*Exercise description*.
Exactly how many lines of the data below include the string "crate"? State the number and nothing more.

[Stored data]
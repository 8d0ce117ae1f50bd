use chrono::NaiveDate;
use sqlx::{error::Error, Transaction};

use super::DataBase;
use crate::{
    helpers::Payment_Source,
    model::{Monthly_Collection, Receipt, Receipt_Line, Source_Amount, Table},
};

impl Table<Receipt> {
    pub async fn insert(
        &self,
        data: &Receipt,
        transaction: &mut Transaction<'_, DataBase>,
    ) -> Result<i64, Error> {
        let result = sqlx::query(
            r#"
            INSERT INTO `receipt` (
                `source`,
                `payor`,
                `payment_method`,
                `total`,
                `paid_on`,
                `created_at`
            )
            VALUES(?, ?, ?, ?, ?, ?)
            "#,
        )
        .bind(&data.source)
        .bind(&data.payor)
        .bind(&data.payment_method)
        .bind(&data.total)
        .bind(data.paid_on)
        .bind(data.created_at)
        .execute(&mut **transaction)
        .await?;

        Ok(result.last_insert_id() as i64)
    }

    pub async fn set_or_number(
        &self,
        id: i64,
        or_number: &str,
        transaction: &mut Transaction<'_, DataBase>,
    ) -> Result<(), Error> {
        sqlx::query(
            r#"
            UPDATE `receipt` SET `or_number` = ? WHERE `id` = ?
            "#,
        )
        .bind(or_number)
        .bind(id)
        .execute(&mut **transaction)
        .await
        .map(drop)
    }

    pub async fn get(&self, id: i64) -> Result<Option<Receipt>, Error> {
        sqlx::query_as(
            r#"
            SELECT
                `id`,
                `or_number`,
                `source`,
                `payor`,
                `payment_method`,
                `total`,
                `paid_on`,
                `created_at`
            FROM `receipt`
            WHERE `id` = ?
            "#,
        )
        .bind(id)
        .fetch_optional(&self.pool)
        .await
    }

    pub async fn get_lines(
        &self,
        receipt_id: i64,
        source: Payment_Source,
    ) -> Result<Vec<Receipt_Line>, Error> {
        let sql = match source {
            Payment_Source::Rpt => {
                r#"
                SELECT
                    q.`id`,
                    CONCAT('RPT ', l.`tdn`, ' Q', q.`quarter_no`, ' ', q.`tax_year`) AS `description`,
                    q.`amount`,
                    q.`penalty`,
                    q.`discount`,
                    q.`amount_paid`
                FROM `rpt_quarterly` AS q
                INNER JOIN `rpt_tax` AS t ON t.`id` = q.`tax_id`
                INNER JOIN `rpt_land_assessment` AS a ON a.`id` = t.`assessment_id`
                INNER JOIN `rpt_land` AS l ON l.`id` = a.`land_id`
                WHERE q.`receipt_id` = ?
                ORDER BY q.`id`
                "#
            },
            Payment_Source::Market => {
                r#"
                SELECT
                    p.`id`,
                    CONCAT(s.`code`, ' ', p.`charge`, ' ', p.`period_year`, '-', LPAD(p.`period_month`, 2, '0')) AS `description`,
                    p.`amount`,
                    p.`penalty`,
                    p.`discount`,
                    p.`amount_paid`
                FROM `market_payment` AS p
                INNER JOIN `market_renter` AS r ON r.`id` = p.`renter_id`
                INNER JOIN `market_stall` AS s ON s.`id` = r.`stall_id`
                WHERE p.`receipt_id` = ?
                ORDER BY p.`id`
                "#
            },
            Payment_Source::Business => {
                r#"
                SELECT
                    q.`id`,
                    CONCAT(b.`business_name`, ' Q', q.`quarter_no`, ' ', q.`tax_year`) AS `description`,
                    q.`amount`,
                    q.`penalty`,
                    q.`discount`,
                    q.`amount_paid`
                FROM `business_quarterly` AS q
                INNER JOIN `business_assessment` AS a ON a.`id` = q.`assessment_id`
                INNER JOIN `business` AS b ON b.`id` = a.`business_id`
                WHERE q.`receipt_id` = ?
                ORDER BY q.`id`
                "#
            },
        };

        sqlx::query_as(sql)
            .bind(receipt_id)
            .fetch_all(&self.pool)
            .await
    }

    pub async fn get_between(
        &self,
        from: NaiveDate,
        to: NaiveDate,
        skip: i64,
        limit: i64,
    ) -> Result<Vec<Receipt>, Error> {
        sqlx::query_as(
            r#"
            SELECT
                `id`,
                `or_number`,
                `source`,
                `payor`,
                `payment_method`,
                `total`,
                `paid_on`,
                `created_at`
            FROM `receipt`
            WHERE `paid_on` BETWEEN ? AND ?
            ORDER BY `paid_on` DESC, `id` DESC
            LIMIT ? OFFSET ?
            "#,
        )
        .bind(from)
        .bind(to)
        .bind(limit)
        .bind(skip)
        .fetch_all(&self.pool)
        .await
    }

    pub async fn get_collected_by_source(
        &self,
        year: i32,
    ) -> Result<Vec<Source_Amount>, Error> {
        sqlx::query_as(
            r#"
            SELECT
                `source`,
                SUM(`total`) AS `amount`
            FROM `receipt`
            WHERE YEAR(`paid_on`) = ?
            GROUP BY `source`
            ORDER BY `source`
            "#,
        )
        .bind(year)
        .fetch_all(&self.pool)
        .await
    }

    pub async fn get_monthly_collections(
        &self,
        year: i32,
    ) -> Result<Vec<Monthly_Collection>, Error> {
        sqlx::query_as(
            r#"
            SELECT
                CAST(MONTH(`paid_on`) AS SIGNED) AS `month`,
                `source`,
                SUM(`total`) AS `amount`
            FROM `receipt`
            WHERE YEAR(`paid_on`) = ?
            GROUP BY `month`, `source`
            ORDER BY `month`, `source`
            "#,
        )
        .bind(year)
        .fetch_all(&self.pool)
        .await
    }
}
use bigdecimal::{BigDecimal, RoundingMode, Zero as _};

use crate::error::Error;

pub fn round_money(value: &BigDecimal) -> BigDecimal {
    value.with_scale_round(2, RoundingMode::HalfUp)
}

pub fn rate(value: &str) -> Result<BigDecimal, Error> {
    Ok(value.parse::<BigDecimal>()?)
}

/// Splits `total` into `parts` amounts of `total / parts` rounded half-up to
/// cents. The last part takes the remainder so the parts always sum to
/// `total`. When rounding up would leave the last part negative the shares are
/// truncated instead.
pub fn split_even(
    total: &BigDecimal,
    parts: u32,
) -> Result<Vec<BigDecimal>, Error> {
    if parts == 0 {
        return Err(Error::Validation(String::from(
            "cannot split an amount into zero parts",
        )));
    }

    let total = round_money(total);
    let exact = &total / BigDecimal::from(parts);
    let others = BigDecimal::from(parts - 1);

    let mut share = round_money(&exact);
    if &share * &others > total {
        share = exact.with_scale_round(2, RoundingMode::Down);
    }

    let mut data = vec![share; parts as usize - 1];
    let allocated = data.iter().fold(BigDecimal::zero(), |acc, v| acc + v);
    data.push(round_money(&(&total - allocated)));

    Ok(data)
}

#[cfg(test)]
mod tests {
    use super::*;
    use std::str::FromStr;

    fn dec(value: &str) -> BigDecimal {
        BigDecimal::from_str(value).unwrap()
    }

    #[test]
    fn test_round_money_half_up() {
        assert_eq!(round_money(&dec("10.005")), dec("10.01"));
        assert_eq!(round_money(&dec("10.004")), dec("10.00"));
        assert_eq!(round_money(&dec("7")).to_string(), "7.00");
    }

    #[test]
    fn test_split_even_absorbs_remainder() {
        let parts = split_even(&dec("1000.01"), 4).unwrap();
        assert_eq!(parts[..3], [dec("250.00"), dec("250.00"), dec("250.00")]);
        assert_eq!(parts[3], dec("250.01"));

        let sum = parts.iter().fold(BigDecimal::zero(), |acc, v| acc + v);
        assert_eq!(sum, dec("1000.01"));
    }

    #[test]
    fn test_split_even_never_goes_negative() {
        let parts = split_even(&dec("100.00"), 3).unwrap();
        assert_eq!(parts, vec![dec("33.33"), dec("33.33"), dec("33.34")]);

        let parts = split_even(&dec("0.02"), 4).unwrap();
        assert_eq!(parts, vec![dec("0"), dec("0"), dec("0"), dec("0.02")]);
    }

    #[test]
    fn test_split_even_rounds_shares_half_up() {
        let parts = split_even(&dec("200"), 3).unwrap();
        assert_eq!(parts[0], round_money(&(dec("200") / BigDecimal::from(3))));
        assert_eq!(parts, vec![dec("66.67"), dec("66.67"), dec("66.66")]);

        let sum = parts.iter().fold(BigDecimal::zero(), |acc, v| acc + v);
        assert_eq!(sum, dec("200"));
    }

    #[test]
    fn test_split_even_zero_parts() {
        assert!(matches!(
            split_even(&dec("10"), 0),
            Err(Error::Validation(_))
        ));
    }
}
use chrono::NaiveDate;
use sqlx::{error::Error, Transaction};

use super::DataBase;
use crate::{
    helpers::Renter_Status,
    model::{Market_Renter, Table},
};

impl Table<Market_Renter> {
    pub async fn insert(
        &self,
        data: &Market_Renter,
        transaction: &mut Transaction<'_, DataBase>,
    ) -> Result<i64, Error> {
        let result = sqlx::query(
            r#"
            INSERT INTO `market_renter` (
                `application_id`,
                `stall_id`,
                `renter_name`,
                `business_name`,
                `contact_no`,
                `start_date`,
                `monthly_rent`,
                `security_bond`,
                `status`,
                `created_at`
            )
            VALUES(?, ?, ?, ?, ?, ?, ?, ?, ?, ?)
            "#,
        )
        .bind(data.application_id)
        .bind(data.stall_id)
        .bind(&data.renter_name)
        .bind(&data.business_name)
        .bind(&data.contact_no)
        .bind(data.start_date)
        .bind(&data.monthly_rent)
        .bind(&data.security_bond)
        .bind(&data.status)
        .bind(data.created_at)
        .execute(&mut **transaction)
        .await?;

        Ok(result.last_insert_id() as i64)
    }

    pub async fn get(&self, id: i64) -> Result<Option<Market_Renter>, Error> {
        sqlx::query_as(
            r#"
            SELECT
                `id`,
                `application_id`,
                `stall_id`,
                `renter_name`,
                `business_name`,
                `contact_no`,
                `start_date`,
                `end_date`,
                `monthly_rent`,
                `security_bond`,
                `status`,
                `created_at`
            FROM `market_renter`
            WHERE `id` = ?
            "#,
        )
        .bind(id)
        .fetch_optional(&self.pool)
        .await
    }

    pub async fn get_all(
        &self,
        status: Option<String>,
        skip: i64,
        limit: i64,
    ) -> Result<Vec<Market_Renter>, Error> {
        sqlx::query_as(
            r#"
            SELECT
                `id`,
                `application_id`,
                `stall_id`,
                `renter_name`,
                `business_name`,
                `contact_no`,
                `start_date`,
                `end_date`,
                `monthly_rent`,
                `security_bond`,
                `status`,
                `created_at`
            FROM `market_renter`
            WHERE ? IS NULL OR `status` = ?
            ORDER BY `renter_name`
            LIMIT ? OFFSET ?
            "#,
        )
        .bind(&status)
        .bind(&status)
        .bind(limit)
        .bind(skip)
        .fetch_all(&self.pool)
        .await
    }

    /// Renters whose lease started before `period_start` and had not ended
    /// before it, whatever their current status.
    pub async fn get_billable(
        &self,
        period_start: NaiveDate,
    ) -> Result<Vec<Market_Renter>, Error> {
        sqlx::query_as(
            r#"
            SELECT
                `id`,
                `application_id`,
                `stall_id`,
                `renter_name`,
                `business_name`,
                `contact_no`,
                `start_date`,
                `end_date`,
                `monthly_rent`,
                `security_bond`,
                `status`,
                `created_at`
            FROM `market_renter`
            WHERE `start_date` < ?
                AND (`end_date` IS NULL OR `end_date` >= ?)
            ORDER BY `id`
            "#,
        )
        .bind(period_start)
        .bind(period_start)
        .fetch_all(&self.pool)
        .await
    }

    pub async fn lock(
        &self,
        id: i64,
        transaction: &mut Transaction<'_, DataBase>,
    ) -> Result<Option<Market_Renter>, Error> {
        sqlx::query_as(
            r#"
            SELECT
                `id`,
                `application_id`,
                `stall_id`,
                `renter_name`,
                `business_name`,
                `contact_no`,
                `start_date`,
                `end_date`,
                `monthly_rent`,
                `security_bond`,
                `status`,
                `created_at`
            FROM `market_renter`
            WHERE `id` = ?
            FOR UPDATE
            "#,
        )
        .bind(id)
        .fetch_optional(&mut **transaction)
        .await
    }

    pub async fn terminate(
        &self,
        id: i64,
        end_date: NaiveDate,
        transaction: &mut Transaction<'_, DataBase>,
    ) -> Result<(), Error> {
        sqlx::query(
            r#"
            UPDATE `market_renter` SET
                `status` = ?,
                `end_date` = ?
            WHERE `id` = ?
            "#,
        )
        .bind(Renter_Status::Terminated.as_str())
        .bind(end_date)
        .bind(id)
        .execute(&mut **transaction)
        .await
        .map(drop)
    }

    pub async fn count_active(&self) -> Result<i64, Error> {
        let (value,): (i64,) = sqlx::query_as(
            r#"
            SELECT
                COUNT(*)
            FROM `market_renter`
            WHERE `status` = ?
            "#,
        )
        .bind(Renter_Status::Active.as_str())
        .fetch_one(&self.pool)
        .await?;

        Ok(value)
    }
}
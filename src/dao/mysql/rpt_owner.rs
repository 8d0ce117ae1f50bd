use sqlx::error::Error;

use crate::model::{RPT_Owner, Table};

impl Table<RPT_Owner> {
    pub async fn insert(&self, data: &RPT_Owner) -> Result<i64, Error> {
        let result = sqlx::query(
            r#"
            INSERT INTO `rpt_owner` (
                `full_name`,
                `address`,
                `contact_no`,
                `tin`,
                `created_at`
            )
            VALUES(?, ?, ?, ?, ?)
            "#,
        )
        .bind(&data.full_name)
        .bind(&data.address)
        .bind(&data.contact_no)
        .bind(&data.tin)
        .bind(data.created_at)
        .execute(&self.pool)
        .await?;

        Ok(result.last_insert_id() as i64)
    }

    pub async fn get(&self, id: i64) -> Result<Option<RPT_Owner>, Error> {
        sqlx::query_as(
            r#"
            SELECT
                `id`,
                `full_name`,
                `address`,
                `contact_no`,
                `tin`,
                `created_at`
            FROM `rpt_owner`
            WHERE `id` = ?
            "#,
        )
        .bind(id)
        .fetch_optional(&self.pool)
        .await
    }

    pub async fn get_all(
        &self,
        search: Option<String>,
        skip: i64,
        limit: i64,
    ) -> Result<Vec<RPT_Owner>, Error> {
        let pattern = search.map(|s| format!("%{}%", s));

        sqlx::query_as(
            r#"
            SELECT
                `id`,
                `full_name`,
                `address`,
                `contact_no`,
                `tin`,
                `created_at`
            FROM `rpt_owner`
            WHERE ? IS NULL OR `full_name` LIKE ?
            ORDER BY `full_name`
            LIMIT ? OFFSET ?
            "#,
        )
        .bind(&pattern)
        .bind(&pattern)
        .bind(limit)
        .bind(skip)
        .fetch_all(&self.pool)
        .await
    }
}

*Answer section*.
4